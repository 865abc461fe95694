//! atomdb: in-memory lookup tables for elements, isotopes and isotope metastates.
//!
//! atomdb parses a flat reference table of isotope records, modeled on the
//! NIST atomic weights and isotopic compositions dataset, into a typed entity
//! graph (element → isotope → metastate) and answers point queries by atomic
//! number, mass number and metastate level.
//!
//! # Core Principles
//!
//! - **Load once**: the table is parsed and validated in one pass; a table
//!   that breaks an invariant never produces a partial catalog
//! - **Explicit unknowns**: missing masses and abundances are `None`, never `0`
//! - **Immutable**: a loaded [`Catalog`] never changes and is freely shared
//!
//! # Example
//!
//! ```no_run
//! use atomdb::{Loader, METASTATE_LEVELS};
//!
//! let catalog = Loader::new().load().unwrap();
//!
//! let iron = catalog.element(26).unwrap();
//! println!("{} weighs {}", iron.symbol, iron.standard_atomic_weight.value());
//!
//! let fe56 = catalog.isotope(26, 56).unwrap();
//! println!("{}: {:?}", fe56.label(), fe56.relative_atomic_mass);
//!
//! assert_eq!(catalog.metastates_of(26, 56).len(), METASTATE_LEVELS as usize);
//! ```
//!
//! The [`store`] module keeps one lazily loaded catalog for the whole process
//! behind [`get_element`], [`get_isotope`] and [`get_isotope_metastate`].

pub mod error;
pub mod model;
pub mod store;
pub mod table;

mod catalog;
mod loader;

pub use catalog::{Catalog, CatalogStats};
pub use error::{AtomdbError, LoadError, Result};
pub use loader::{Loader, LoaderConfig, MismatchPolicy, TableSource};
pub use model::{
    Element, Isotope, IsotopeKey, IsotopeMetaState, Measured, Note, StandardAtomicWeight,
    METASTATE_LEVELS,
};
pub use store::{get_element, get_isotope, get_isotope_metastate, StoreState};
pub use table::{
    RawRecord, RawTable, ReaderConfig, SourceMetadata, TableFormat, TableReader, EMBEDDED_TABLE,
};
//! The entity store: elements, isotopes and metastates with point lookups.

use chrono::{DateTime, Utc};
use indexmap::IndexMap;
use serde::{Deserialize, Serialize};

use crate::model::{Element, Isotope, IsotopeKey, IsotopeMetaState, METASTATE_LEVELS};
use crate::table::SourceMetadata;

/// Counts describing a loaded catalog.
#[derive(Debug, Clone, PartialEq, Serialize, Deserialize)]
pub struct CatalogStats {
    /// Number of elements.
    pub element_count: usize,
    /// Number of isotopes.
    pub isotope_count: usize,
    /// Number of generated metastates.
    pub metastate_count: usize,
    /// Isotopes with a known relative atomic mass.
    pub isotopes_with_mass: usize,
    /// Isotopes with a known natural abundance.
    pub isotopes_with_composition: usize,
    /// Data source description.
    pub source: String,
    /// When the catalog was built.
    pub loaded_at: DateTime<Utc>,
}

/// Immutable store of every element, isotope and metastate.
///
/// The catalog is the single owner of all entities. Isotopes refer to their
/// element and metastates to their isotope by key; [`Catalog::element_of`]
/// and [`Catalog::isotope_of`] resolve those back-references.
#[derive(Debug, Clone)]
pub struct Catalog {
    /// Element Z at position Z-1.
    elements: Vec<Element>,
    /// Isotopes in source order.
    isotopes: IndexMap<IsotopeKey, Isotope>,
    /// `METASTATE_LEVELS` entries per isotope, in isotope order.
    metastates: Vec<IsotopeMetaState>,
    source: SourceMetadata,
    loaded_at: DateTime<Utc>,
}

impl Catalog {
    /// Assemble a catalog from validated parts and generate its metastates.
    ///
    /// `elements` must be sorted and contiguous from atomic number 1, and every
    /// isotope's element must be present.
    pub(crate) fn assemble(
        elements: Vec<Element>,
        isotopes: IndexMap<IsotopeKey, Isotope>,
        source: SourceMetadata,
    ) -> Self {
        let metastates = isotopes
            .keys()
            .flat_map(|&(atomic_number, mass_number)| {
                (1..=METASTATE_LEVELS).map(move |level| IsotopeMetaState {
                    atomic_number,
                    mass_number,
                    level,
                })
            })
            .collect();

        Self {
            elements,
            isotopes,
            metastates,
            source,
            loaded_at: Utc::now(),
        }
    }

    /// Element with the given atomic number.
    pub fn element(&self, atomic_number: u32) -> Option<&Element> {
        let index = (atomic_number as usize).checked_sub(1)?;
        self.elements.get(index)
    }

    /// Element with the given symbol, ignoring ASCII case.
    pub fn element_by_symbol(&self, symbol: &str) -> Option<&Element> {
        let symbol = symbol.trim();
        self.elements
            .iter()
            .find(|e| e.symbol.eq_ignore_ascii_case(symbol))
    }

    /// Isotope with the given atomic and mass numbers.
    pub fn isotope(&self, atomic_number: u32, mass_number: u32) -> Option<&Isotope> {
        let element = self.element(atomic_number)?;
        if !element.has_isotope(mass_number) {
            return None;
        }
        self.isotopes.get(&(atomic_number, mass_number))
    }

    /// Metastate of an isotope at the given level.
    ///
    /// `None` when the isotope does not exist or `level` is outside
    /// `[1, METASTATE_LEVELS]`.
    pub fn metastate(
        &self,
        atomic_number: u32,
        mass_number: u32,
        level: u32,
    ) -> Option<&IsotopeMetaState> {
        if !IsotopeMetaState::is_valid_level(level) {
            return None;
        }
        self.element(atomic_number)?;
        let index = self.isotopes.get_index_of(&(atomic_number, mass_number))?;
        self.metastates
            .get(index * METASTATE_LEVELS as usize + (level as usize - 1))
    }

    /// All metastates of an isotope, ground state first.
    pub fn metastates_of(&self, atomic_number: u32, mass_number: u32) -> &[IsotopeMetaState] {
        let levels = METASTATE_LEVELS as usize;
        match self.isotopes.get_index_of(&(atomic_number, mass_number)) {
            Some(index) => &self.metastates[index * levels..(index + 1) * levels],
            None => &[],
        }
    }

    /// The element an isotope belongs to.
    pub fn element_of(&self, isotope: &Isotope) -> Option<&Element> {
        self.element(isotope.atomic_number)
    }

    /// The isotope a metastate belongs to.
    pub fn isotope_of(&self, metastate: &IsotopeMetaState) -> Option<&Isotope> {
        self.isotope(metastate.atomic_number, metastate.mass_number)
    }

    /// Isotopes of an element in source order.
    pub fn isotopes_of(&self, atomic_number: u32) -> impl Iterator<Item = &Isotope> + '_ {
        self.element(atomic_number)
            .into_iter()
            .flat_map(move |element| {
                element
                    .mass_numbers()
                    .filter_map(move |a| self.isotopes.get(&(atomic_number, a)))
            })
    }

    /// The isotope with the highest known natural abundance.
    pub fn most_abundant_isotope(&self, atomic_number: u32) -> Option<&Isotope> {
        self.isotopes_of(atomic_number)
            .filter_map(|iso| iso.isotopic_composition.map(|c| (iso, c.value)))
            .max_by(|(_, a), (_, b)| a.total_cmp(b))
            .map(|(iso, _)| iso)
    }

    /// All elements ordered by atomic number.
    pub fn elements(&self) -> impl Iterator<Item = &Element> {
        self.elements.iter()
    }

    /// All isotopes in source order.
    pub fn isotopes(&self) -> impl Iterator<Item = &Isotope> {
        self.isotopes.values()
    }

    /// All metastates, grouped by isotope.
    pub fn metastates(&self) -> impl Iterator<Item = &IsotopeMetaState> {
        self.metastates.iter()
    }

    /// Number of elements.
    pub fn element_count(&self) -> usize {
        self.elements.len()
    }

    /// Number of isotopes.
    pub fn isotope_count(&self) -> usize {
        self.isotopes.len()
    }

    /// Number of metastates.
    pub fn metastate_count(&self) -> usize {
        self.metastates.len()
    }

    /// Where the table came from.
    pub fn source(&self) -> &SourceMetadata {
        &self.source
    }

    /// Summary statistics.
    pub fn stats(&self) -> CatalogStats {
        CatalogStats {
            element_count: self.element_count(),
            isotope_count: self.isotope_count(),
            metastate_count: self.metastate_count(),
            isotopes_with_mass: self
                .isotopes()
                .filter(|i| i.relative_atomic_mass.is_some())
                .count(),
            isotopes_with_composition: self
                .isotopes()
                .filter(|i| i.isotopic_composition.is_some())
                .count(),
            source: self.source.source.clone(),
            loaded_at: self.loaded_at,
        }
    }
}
* * *
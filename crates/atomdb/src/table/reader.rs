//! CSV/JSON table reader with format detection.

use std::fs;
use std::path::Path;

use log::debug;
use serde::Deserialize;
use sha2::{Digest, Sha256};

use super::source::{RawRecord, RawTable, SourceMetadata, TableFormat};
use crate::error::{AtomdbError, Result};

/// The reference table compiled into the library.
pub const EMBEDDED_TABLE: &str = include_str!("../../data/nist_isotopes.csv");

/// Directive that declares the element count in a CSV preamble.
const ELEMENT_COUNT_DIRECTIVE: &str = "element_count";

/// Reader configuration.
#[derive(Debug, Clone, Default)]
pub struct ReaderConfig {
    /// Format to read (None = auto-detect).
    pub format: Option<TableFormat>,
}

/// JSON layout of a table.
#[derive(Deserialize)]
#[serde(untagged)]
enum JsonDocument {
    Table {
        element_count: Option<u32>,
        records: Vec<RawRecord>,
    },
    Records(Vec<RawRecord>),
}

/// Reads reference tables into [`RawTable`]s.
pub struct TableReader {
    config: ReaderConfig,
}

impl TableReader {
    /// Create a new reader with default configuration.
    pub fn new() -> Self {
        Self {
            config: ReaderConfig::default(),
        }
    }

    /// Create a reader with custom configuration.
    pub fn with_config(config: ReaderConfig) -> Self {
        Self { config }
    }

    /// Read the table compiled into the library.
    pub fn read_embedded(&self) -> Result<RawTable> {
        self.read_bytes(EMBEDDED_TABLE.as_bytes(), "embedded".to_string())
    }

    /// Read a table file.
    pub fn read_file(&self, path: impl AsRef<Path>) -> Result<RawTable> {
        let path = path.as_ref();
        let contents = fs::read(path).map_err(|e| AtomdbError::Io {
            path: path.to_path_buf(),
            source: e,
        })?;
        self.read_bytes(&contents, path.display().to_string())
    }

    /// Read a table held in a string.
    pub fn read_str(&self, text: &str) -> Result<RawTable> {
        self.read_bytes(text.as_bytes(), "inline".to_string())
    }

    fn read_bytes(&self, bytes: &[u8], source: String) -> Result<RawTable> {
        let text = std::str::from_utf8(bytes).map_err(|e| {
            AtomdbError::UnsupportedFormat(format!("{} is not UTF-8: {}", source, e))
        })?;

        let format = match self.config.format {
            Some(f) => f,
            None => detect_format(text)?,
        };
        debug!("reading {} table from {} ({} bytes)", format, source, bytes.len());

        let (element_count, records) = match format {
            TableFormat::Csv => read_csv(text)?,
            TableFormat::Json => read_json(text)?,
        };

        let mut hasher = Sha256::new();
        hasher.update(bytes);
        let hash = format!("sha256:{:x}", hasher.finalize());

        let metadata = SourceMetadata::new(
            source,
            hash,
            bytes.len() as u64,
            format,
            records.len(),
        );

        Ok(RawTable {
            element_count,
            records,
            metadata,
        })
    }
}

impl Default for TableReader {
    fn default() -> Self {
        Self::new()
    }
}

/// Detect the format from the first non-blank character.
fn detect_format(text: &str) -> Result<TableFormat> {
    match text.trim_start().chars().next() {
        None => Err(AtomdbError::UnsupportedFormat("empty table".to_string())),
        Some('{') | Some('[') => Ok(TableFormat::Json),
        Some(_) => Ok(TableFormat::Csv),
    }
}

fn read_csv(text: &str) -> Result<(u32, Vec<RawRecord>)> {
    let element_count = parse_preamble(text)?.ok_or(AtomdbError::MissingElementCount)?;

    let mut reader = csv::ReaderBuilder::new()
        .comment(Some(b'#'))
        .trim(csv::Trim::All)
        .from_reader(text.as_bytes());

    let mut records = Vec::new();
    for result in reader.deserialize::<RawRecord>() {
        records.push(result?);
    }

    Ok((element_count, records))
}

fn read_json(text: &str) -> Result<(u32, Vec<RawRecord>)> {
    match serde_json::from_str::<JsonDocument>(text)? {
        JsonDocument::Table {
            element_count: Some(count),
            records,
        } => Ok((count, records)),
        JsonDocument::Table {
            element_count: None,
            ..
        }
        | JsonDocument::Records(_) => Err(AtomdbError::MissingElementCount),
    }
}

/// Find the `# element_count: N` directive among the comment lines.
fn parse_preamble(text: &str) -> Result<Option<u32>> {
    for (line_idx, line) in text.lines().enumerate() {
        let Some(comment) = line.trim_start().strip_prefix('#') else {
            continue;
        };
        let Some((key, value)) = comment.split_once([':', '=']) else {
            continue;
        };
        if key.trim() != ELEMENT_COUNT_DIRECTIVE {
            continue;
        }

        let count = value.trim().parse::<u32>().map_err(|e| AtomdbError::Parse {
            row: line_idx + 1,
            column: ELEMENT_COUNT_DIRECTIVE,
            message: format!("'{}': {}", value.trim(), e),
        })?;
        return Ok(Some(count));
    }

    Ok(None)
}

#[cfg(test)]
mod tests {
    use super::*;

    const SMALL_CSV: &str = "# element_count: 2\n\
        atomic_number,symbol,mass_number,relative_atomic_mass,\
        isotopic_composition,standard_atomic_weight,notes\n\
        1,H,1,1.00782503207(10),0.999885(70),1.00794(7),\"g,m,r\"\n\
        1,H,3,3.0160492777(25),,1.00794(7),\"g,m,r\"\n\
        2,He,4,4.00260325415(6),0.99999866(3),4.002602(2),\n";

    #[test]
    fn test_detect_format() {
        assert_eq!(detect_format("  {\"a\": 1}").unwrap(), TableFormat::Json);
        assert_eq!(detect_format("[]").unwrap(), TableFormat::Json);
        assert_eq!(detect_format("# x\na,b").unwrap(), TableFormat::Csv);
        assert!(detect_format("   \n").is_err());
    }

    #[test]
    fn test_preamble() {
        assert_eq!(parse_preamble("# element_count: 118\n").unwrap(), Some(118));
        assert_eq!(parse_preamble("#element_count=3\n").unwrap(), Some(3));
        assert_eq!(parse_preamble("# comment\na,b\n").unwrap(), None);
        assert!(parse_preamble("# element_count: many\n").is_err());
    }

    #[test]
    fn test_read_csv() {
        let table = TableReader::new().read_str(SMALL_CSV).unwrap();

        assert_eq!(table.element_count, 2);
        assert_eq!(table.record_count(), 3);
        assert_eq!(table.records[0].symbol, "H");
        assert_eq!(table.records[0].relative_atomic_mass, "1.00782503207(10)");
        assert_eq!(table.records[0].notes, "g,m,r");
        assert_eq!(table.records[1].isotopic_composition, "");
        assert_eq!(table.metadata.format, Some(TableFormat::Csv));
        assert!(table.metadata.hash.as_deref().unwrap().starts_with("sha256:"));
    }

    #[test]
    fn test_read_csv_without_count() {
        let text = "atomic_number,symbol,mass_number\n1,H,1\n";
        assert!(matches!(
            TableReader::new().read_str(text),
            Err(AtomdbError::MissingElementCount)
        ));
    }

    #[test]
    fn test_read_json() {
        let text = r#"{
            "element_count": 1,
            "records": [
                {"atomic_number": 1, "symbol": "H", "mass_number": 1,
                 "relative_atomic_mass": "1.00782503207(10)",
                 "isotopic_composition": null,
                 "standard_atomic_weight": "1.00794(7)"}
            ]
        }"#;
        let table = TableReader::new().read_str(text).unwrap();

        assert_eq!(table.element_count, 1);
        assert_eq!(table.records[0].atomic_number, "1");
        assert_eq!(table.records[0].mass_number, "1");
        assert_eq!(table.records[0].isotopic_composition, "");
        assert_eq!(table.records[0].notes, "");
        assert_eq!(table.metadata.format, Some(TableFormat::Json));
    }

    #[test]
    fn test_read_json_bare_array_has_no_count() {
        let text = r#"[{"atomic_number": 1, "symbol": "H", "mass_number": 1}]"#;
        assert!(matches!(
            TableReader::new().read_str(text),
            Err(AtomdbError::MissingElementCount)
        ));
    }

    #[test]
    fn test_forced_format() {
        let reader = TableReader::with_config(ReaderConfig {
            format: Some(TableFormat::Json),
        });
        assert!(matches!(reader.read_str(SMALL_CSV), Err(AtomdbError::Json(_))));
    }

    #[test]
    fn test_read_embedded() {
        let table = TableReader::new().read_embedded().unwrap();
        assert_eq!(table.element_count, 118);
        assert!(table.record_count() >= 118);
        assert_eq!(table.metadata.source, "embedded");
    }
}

▸ Task brief
Whichever lines of the material hold the word "contents", find and copy them.

▸ Answer to the problem
        let contents = fs::read(path).map_err(|e| AtomdbError::Io {
        self.read_bytes(&contents, path.display().to_string())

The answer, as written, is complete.